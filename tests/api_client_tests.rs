//! REST client tests against a local warp mock of the Keybrame API
//!
//! The mock records every request (method, raw path, content type, body) and
//! answers from a fixed route table, so each test checks the exact bytes the
//! client put on the wire.

use keybrame_console::api::{Backend, KeybrameClient};
use keybrame_console::errors::ConsoleError;
use keybrame_console::models::*;
use serde_json::{Value, json};
use std::convert::Infallible;
use std::net::SocketAddr;
use std::sync::{Arc, Mutex};
use std::time::Duration;
use tempfile::TempDir;
use warp::Filter;
use warp::http::{Method, Response, StatusCode};
use warp::hyper::body::Bytes;
use warp::path::FullPath;

#[derive(Debug, Clone)]
struct RecordedRequest {
    method: Method,
    path: String,
    content_type: Option<String>,
    body: Bytes,
}

impl RecordedRequest {
    fn json(&self) -> Value {
        serde_json::from_slice(&self.body).expect("request body should be JSON")
    }
}

type RequestLog = Arc<Mutex<Vec<RecordedRequest>>>;

fn reply(status: StatusCode, body: Value) -> Response<String> {
    Response::builder()
        .status(status)
        .header("content-type", "application/json")
        .body(body.to_string())
        .unwrap()
}

fn route(request: &RecordedRequest, images: &Mutex<Vec<Value>>) -> Response<String> {
    match (request.method.as_str(), request.path.as_str()) {
        ("GET", "/api/version") => reply(StatusCode::OK, json!({ "version": "2.1.0" })),
        ("GET", "/api/settings") => reply(
            StatusCode::OK,
            json!({ "port": 5000, "default_image": "assets/idle.png" }),
        ),
        ("PUT", "/api/settings") => reply(
            StatusCode::BAD_REQUEST,
            json!({
                "error": "Invalid settings",
                "details": ["port must be a number", "default_image is missing"],
            }),
        ),
        ("GET", "/api/keybindings") => reply(
            StatusCode::OK,
            json!([{
                "id": 1,
                "keys": ["ctrl", "f1"],
                "type": "hold",
                "image": "assets/brb.png",
                "transition_in": { "image": "assets/in.gif", "duration": 800 },
                "transition_out": null,
                "priority": 0,
                "enabled": true,
            }]),
        ),
        ("POST", "/api/keybindings") => reply(StatusCode::OK, json!({ "success": true, "id": 12 })),
        ("PUT", "/api/keybindings/reorder") => reply(StatusCode::OK, json!({ "success": true })),
        ("DELETE", "/api/keybindings/404") => reply(
            StatusCode::NOT_FOUND,
            json!({ "error": "Keybinding not found" }),
        ),
        ("GET", "/api/images") => reply(StatusCode::OK, Value::Array(images.lock().unwrap().clone())),
        ("POST", "/api/images/upload") => {
            let entry = json!({ "filename": "bg.png", "path": "assets/bg.png", "size": 4 });
            images.lock().unwrap().push(entry.clone());
            reply(StatusCode::OK, entry)
        }
        ("DELETE", path) if path.starts_with("/api/images/") => {
            reply(StatusCode::OK, json!({ "success": true }))
        }
        ("POST", "/api/reload") => reply(StatusCode::OK, json!({ "success": true })),
        ("GET", "/api/export") => Response::builder()
            .status(StatusCode::INTERNAL_SERVER_ERROR)
            .body("Internal Server Error".to_string())
            .unwrap(),
        _ => reply(StatusCode::NOT_FOUND, json!({ "error": "no route" })),
    }
}

/// Start the mock on an ephemeral port
fn start_mock() -> (SocketAddr, RequestLog) {
    let log: RequestLog = Arc::default();
    let images: Arc<Mutex<Vec<Value>>> = Arc::default();

    let filter_log = log.clone();
    let routes = warp::method()
        .and(warp::path::full())
        .and(warp::header::optional::<String>("content-type"))
        .and(warp::body::bytes())
        .and_then(
            move |method: Method, path: FullPath, content_type: Option<String>, body: Bytes| {
                let log = filter_log.clone();
                let images = images.clone();
                async move {
                    let request = RecordedRequest {
                        method,
                        path: path.as_str().to_string(),
                        content_type,
                        body,
                    };
                    let response = route(&request, &images);
                    log.lock().unwrap().push(request);
                    Ok::<_, Infallible>(response)
                }
            },
        );

    let (addr, server) = warp::serve(routes).bind_ephemeral(([127, 0, 0, 1], 0));
    tokio::spawn(server);
    (addr, log)
}

fn client(addr: SocketAddr) -> KeybrameClient {
    KeybrameClient::new(&format!("http://{}", addr), Duration::from_secs(5)).unwrap()
}

fn last_request(log: &RequestLog) -> RecordedRequest {
    log.lock().unwrap().last().cloned().expect("no request recorded")
}

#[tokio::test]
async fn test_create_sends_null_for_disabled_transitions() {
    let (addr, log) = start_mock();
    let payload = KeybindingPayload {
        keys: vec!["ctrl".into(), "space".into()],
        binding_type: BindingType::Toggle,
        image: "assets/bg.png".into(),
        description: String::new(),
        transition_in: Some(None),
        transition_out: Some(None),
    };

    let created = client(addr).create_keybinding(&payload).await.unwrap();
    assert_eq!(created.id, Some(12));

    let request = last_request(&log);
    assert_eq!(request.method, Method::POST);
    assert_eq!(request.path, "/api/keybindings");
    assert_eq!(
        request.json(),
        json!({
            "keys": ["ctrl", "space"],
            "type": "toggle",
            "image": "assets/bg.png",
            "description": "",
            "transition_in": null,
            "transition_out": null,
        })
    );
}

#[tokio::test]
async fn test_keybindings_decode_with_transitions() {
    let (addr, _log) = start_mock();
    let keybindings = client(addr).keybindings().await.unwrap();
    assert_eq!(keybindings.len(), 1);
    let kb = &keybindings[0];
    assert_eq!(kb.binding_type, BindingType::Hold);
    assert_eq!(kb.transition_in.as_ref().unwrap().duration, Some(800));
    assert!(kb.transition_out.is_none());
    assert_eq!(kb.description_text(), "");
}

#[tokio::test]
async fn test_upload_then_list_images() {
    let (addr, log) = start_mock();
    let dir = TempDir::new().unwrap();
    let path = dir.path().join("bg.png");
    std::fs::write(&path, [0x89u8, b'P', b'N', b'G']).unwrap();

    let client = client(addr);
    assert!(client.images().await.unwrap().is_empty());

    let file = UploadFile::from_path(&path).await.unwrap();
    let uploaded = client.upload_image(file).await.unwrap();
    assert_eq!(uploaded.path, "assets/bg.png");

    let request = last_request(&log);
    assert!(
        request
            .content_type
            .as_deref()
            .unwrap_or_default()
            .starts_with("multipart/form-data")
    );
    let body = String::from_utf8_lossy(&request.body);
    assert!(body.contains("name=\"file\""));
    assert!(body.contains("filename=\"bg.png\""));
    assert!(body.contains("content-type: image/png") || body.contains("Content-Type: image/png"));

    let images = client.images().await.unwrap();
    assert_eq!(images.len(), 1);
    assert_eq!(images[0].display_name(), "bg.png");
}

#[tokio::test]
async fn test_reorder_body() {
    let (addr, log) = start_mock();
    client(addr).reorder_keybindings(&[3, 1, 2]).await.unwrap();

    let request = last_request(&log);
    assert_eq!(request.method, Method::PUT);
    assert_eq!(request.path, "/api/keybindings/reorder");
    assert_eq!(request.json(), json!({ "order": [3, 1, 2] }));
}

#[tokio::test]
async fn test_error_details_are_joined() {
    let (addr, _log) = start_mock();
    let update = SettingsUpdate {
        port: 5000,
        default_image: String::new(),
    };
    let err = client(addr).update_settings(&update).await.unwrap_err();
    match &err {
        ConsoleError::Api { status, .. } => assert_eq!(*status, 400),
        other => panic!("expected API error, got {:?}", other),
    }
    assert_eq!(
        err.to_string(),
        "port must be a number, default_image is missing"
    );
}

#[tokio::test]
async fn test_error_without_details_uses_error_field() {
    let (addr, _log) = start_mock();
    let err = client(addr).delete_keybinding(404).await.unwrap_err();
    assert_eq!(err.to_string(), "Keybinding not found");
}

#[tokio::test]
async fn test_non_json_error_falls_back_to_status() {
    let (addr, _log) = start_mock();
    let err = client(addr).export_config().await.unwrap_err();
    assert_eq!(err.to_string(), "HTTP 500");
}

#[tokio::test]
async fn test_image_delete_is_url_encoded() {
    let (addr, log) = start_mock();
    client(addr).delete_image("my scene#1.png").await.unwrap();

    let request = last_request(&log);
    assert_eq!(request.method, Method::DELETE);
    assert_eq!(request.path, "/api/images/my%20scene%231.png");
}

#[tokio::test]
async fn test_settings_and_version() {
    let (addr, log) = start_mock();
    let client = client(addr);
    let settings = client.settings().await.unwrap();
    assert_eq!(settings.port_or_default(), 5000);
    assert_eq!(settings.default_image, "assets/idle.png");
    assert_eq!(client.version().await.unwrap().version, "2.1.0");

    client.reload().await.unwrap();
    let request = last_request(&log);
    assert_eq!(request.method, Method::POST);
    assert_eq!(request.path, "/api/reload");
}

#[tokio::test]
async fn test_unreachable_server_is_transport_error() {
    let client = KeybrameClient::new("http://127.0.0.1:9", Duration::from_secs(2)).unwrap();
    let err = client.settings().await.unwrap_err();
    assert!(matches!(err, ConsoleError::Transport(_)), "{:?}", err);
}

- [What to produce]: Your answer should be a single number: the count of lines above that contain the word "SocketAddr".

- [Your response]: 3